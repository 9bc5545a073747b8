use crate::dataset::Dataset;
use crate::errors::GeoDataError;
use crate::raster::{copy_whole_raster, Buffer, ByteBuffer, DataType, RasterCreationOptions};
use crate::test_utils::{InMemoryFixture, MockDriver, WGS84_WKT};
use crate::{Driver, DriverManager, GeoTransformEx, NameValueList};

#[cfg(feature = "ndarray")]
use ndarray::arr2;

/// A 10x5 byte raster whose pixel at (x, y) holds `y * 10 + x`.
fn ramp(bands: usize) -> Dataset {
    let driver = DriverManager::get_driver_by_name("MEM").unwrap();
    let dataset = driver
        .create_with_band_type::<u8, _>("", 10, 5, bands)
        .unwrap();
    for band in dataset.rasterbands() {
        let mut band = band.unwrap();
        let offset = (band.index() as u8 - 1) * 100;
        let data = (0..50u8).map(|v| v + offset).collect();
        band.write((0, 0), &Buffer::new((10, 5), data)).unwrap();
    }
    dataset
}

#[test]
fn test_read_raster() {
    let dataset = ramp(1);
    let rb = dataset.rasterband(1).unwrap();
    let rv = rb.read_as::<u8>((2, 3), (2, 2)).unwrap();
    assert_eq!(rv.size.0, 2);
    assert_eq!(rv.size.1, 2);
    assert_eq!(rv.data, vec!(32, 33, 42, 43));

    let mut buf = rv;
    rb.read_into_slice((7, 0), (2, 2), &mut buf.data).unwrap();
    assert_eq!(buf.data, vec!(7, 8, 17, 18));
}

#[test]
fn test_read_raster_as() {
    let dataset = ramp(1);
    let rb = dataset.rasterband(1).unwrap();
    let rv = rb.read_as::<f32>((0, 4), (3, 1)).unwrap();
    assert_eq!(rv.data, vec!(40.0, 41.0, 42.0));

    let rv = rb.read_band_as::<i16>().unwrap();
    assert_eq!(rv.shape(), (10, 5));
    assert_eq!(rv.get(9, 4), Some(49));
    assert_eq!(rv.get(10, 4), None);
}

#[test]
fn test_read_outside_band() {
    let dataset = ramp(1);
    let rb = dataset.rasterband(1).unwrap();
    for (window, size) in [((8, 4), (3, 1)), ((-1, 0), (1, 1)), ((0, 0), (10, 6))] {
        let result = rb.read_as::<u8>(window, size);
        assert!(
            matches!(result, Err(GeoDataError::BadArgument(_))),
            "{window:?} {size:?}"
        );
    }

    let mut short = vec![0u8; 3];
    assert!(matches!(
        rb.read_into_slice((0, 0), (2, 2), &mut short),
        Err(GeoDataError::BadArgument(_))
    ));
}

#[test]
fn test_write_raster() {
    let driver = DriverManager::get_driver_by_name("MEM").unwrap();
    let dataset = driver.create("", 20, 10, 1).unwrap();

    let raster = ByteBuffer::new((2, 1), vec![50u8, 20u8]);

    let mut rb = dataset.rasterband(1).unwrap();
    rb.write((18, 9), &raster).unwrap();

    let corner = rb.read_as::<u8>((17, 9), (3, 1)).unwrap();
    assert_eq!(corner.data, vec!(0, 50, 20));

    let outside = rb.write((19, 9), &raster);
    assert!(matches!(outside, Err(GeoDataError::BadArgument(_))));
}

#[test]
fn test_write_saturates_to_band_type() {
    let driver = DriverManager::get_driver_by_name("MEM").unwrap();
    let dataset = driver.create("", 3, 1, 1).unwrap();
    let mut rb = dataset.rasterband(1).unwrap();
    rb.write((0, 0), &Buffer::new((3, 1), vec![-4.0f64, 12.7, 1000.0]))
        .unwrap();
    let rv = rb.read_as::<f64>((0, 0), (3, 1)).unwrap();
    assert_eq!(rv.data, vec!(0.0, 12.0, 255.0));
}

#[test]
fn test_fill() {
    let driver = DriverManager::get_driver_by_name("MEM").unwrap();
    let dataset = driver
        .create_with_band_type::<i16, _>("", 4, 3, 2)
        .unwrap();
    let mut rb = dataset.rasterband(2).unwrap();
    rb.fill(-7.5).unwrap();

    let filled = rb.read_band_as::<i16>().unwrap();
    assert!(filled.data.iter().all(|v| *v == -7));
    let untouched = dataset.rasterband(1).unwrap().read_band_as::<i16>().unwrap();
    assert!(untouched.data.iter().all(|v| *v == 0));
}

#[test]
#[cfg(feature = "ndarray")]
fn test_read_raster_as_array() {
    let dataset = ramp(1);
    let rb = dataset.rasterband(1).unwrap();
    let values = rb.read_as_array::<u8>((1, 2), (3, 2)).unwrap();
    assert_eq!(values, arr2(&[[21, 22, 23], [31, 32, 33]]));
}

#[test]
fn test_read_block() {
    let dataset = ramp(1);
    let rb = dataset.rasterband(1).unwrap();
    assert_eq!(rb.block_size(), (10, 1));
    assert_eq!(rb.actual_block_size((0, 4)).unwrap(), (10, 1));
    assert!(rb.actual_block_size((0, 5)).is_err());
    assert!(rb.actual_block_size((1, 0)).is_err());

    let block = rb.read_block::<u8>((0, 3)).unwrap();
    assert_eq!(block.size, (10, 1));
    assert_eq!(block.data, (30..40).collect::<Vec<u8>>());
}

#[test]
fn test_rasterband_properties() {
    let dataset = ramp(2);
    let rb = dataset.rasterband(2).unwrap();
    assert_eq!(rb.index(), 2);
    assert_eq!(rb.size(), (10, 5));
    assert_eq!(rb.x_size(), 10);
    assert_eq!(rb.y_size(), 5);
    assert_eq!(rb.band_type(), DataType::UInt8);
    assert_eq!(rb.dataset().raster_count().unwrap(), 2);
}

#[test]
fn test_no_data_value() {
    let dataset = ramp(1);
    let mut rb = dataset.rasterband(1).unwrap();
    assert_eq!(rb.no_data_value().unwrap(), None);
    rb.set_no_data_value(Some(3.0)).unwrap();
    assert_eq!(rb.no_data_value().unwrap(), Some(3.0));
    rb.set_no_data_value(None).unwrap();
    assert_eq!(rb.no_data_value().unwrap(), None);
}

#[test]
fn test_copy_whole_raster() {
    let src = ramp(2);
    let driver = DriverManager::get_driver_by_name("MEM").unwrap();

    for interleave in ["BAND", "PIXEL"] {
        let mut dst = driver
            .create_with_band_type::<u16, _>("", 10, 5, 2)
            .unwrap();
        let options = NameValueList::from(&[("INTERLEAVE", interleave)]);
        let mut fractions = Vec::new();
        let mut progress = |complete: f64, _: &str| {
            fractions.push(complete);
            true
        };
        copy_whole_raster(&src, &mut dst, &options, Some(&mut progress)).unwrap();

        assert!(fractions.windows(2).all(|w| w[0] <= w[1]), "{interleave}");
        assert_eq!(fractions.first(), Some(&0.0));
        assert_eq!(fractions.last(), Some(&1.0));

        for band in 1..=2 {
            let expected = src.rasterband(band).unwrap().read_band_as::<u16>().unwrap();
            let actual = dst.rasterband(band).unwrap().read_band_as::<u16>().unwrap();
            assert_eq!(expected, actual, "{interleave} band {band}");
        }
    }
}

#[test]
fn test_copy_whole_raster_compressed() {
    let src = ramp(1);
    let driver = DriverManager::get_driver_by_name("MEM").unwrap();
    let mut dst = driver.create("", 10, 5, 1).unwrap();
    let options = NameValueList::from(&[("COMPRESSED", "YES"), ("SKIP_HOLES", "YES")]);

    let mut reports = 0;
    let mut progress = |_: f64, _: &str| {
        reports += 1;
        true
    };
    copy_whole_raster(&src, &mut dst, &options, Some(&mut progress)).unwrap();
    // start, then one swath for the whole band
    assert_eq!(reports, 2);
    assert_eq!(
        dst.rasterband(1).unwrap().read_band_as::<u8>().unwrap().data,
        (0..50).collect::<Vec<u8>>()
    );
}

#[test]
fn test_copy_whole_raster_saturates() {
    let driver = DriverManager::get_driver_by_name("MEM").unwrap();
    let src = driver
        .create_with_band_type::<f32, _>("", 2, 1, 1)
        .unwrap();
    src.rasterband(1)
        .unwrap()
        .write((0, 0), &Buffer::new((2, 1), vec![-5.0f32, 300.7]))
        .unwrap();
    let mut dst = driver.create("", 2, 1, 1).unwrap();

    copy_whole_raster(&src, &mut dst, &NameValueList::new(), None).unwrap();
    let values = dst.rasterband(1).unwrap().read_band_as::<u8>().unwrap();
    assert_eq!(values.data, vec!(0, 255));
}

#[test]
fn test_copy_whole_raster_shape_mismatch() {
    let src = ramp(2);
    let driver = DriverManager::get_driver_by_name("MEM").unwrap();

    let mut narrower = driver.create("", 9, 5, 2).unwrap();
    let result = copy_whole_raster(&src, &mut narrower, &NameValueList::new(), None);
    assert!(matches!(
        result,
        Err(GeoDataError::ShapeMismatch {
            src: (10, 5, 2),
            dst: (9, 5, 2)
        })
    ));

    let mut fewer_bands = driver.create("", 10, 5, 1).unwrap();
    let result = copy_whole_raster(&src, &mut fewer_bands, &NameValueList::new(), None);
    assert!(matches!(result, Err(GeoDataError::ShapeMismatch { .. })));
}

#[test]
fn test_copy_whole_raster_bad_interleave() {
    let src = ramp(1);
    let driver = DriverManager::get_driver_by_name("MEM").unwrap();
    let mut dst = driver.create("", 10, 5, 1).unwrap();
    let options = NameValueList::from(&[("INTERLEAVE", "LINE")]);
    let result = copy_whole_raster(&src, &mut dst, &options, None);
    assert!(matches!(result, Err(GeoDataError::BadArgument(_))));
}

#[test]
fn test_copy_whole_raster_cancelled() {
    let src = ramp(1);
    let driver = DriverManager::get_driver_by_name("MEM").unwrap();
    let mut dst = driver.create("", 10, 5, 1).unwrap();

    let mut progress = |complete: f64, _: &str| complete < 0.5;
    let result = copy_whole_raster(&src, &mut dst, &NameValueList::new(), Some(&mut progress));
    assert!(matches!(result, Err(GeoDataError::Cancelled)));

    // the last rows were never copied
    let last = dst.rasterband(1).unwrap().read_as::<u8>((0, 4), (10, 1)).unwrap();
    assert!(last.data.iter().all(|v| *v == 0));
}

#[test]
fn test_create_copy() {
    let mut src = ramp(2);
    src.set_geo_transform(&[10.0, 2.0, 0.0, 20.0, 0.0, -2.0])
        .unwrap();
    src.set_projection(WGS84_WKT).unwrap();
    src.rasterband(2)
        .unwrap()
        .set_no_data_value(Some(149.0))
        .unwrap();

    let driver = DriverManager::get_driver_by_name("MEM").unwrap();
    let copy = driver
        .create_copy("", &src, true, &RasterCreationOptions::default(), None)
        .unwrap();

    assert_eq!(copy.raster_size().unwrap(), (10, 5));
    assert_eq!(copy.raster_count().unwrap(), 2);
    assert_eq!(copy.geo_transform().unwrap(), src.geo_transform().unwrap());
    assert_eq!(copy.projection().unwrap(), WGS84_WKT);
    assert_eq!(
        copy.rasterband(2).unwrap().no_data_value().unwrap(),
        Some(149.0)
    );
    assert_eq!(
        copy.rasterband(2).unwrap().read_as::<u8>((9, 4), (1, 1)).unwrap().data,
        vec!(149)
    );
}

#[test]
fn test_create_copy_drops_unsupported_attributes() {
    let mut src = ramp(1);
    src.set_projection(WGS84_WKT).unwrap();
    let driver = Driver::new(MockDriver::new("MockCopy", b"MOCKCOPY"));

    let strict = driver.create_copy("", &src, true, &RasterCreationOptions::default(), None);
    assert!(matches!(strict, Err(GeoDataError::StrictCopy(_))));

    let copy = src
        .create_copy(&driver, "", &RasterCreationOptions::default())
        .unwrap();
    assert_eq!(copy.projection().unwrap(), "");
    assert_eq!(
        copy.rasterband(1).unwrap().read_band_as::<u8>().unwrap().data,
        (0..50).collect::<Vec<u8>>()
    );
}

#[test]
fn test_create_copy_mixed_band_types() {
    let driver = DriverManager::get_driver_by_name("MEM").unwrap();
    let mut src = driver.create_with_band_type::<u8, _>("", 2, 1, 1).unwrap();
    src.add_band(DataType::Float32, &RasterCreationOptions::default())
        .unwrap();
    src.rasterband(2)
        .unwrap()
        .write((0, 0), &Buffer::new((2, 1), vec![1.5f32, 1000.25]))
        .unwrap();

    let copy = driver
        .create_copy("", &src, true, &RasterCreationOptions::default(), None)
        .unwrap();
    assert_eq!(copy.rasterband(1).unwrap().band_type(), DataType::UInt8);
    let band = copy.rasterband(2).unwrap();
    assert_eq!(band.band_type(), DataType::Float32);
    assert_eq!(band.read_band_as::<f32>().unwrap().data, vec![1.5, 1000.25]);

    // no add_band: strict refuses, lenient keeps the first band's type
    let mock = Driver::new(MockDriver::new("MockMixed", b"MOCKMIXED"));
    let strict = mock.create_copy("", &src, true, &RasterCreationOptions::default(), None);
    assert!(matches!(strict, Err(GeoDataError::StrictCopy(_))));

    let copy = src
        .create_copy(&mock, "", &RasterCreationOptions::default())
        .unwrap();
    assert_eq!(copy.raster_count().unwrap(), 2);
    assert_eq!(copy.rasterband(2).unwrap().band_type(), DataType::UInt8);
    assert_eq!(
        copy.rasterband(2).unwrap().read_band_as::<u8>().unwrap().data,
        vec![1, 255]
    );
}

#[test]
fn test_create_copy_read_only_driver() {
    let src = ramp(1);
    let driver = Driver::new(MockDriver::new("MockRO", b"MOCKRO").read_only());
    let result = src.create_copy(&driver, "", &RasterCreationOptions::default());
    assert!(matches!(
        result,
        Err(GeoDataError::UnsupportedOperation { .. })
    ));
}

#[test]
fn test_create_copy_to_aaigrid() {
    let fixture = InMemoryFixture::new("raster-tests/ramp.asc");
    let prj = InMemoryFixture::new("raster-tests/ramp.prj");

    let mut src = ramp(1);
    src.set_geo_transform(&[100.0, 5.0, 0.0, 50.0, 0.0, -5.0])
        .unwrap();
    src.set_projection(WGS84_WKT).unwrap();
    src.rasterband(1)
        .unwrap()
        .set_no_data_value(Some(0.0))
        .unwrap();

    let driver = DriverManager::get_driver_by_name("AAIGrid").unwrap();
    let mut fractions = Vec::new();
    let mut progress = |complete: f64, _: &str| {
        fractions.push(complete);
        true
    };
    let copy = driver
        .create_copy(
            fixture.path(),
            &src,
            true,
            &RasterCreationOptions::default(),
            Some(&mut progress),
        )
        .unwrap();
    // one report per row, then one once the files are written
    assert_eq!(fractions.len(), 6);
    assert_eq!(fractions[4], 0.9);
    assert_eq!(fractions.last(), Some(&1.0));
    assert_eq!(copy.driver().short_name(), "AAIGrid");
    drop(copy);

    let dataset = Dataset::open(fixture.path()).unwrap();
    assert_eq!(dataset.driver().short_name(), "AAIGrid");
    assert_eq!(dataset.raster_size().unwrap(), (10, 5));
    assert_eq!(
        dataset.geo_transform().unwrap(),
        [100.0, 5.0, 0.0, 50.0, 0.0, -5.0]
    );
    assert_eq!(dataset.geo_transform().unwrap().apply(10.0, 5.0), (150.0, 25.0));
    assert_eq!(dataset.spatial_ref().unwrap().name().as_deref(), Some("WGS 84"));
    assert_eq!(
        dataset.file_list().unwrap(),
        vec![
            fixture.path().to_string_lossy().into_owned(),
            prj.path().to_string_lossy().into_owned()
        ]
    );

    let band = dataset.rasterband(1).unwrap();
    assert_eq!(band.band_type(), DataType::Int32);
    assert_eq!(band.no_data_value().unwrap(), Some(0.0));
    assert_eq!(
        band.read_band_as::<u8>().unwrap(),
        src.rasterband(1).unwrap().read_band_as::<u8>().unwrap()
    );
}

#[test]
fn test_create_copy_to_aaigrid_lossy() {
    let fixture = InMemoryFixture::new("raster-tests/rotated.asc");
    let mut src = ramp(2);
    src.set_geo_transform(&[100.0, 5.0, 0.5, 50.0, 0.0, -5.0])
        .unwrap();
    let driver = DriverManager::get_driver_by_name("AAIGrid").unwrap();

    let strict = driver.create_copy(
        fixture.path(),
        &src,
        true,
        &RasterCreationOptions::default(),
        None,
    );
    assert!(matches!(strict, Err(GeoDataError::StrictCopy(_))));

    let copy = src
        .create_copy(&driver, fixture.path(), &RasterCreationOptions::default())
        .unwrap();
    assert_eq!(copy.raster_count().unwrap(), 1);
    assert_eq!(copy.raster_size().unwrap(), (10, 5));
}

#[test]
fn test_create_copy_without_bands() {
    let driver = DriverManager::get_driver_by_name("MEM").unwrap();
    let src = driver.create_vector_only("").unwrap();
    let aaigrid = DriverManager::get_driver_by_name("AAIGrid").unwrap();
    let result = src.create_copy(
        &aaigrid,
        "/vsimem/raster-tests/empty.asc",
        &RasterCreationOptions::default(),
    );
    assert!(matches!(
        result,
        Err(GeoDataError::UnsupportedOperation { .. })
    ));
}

════

◆ Directions
Show a copy of each line from the data that includes the word "offset".

◆ Expected output
        let offset = (band.index() as u8 - 1) * 100;
        let data = (0..50u8).map(|v| v + offset).collect();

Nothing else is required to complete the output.